- **Task details**
Within the listing below, count the lines that include "ItemFields" and give the count alone.

- **Data to use**
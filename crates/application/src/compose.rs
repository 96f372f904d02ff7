//! Item composer: catalog product + per-item details -> manifest line.

use rand::Rng;
use rand::rngs::ThreadRng;

use ecert_catalog::{CatalogProvider, PlantProduct, ProductId};
use ecert_core::{DomainError, DomainResult, EnglishText, Entity, ItemId};

use crate::item::{Item, ItemFields, ItemPurpose, PackageLayer};

pub const DEFAULT_UNIT: &str = "Unit";
pub const DEFAULT_PACKAGE_UNIT: &str = "Boxes";

/// Details entered for one item. Unset fields fall back to defaults, except
/// `net_weight`, which is required.
#[derive(Debug, Clone, Default, PartialEq)]
pub struct ItemDetails {
    pub purpose: Option<ItemPurpose>,
    pub quantity: Option<f64>,
    pub unit: Option<String>,
    pub net_weight: Option<f64>,
    pub value_thb: Option<f64>,
    pub packages: Option<u32>,
    pub package_unit: Option<String>,
    pub package_layer: Option<PackageLayer>,
    pub additional_details: Option<String>,
}

impl ItemDetails {
    /// The state an item form opens in: every default filled, net weight 0.
    pub fn form_defaults() -> Self {
        Self {
            purpose: Some(ItemPurpose::Consumption),
            quantity: Some(1.0),
            unit: Some(DEFAULT_UNIT.to_string()),
            net_weight: Some(0.0),
            value_thb: Some(0.0),
            packages: Some(1),
            package_unit: Some(DEFAULT_PACKAGE_UNIT.to_string()),
            package_layer: Some(PackageLayer::Outer),
            additional_details: Some(String::new()),
        }
    }

    pub fn with_net_weight(mut self, kg: f64) -> Self {
        self.net_weight = Some(kg);
        self
    }

    pub fn with_quantity(mut self, quantity: f64, unit: impl Into<String>) -> Self {
        self.quantity = Some(quantity);
        self.unit = Some(unit.into());
        self
    }

    pub fn with_purpose(mut self, purpose: ItemPurpose) -> Self {
        self.purpose = Some(purpose);
        self
    }

    pub fn with_packages(mut self, count: u32, unit: impl Into<String>, layer: PackageLayer) -> Self {
        self.packages = Some(count);
        self.package_unit = Some(unit.into());
        self.package_layer = Some(layer);
        self
    }

    pub fn with_value_thb(mut self, value: f64) -> Self {
        self.value_thb = Some(value);
        self
    }

    pub fn with_additional_details(mut self, text: impl Into<String>) -> Self {
        self.additional_details = Some(text.into());
        self
    }
}

/// Finite and at least zero.
pub(crate) fn non_negative(name: &str, value: f64) -> DomainResult<f64> {
    if !value.is_finite() || value < 0.0 {
        return Err(DomainError::validation(format!(
            "{name} must be a non-negative number (got {value})"
        )));
    }
    Ok(value)
}

/// Builds items with freshly generated ids.
#[derive(Debug)]
pub struct ItemComposer<R = ThreadRng> {
    rng: R,
}

impl ItemComposer<ThreadRng> {
    pub fn new() -> Self {
        Self {
            rng: rand::thread_rng(),
        }
    }
}

impl Default for ItemComposer<ThreadRng> {
    fn default() -> Self {
        Self::new()
    }
}

impl<R: Rng> ItemComposer<R> {
    /// Use a specific RNG (seeded in tests).
    pub fn with_rng(rng: R) -> Self {
        Self { rng }
    }

    pub fn compose(&mut self, product: &PlantProduct, details: ItemDetails) -> DomainResult<Item> {
        let net_weight = details
            .net_weight
            .ok_or_else(|| DomainError::validation("net weight is required"))?;
        let net_weight = non_negative("net weight", net_weight)?;
        let quantity = non_negative("quantity", details.quantity.unwrap_or(1.0))?;
        let value_thb = non_negative("value (THB)", details.value_thb.unwrap_or(0.0))?;

        let fields = ItemFields {
            purpose: details.purpose.unwrap_or_default(),
            quantity,
            unit: details.unit.unwrap_or_else(|| DEFAULT_UNIT.to_string()),
            net_weight,
            value_thb,
            packages: details.packages.unwrap_or(1),
            package_unit: details
                .package_unit
                .unwrap_or_else(|| DEFAULT_PACKAGE_UNIT.to_string()),
            package_layer: details.package_layer.unwrap_or_default(),
            additional_details: EnglishText::filtered(
                details.additional_details.as_deref().unwrap_or_default(),
            ),
        };

        let item = Item::from_product(ItemId::generate(&mut self.rng), product, fields);
        tracing::debug!(item_id = %item.id(), product_id = %product.id, "item composed");
        Ok(item)
    }

    /// Look the product up in the catalog first; unknown ids are `NotFound`.
    pub fn compose_from_catalog<C>(
        &mut self,
        catalog: &C,
        product_id: &ProductId,
        details: ItemDetails,
    ) -> DomainResult<Item>
    where
        C: CatalogProvider + ?Sized,
    {
        let product = catalog.find(product_id).ok_or_else(DomainError::not_found)?;
        self.compose(&product, details)
    }
}

#[cfg(test)]
mod tests {
    use super::*;
    use ecert_catalog::InMemoryCatalog;
    use rand::SeedableRng;
    use rand::rngs::StdRng;

    fn durian() -> PlantProduct {
        PlantProduct::new("p2", "Durian (Monthong)", "Durio zibethinus").unwrap()
    }

    fn composer() -> ItemComposer<StdRng> {
        ItemComposer::with_rng(StdRng::seed_from_u64(99))
    }

    #[test]
    fn unset_fields_take_defaults() {
        let item = composer()
            .compose(&durian(), ItemDetails::default().with_net_weight(12.5))
            .unwrap();

        assert_eq!(item.purpose(), ItemPurpose::Consumption);
        assert_eq!(item.quantity(), 1.0);
        assert_eq!(item.unit(), "Unit");
        assert_eq!(item.packages(), 1);
        assert_eq!(item.package_unit(), "Boxes");
        assert_eq!(item.package_layer(), PackageLayer::Outer);
        assert_eq!(item.value_thb(), 0.0);
        assert_eq!(item.net_weight(), 12.5);
        assert!(item.additional_details().is_empty());
    }

    #[test]
    fn product_fields_are_copied() {
        let product = durian();
        let item = composer()
            .compose(&product, ItemDetails::form_defaults())
            .unwrap();

        assert_eq!(item.product_id(), &product.id);
        assert_eq!(item.product_name(), "Durian (Monthong)");
        assert_eq!(item.scientific_name(), "Durio zibethinus");
        assert_eq!(item.id().as_str().len(), 9);
    }

    #[test]
    fn missing_net_weight_is_rejected() {
        let err = composer()
            .compose(&durian(), ItemDetails::default())
            .unwrap_err();
        assert_eq!(err, DomainError::validation("net weight is required"));
    }

    #[test]
    fn invalid_net_weight_is_rejected() {
        for bad in [-0.5, f64::NAN, f64::INFINITY] {
            let err = composer()
                .compose(&durian(), ItemDetails::default().with_net_weight(bad))
                .unwrap_err();
            assert!(matches!(err, DomainError::Validation(_)), "accepted {bad}");
        }
    }

    #[test]
    fn additional_details_are_uppercased_and_filtered() {
        let item = composer()
            .compose(
                &durian(),
                ItemDetails::form_defaults().with_additional_details("grade a (premium) – lot #4"),
            )
            .unwrap();
        assert_eq!(item.additional_details().as_str(), "GRADE A PREMIUM  LOT #4");
    }

    #[test]
    fn each_composition_gets_a_fresh_id() {
        let mut composer = composer();
        let a = composer.compose(&durian(), ItemDetails::form_defaults()).unwrap();
        let b = composer.compose(&durian(), ItemDetails::form_defaults()).unwrap();
        assert_ne!(a.id(), b.id());
    }

    #[test]
    fn compose_from_catalog_requires_known_product() {
        let catalog = InMemoryCatalog::standard();
        let mut composer = composer();

        let item = composer
            .compose_from_catalog(&catalog, &ProductId::new("p5").unwrap(), ItemDetails::form_defaults())
            .unwrap();
        assert_eq!(item.scientific_name(), "Ananas comosus");

        let err = composer
            .compose_from_catalog(&catalog, &ProductId::new("p42").unwrap(), ItemDetails::form_defaults())
            .unwrap_err();
        assert_eq!(err, DomainError::NotFound);
    }
}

- **Output of the exercise**
2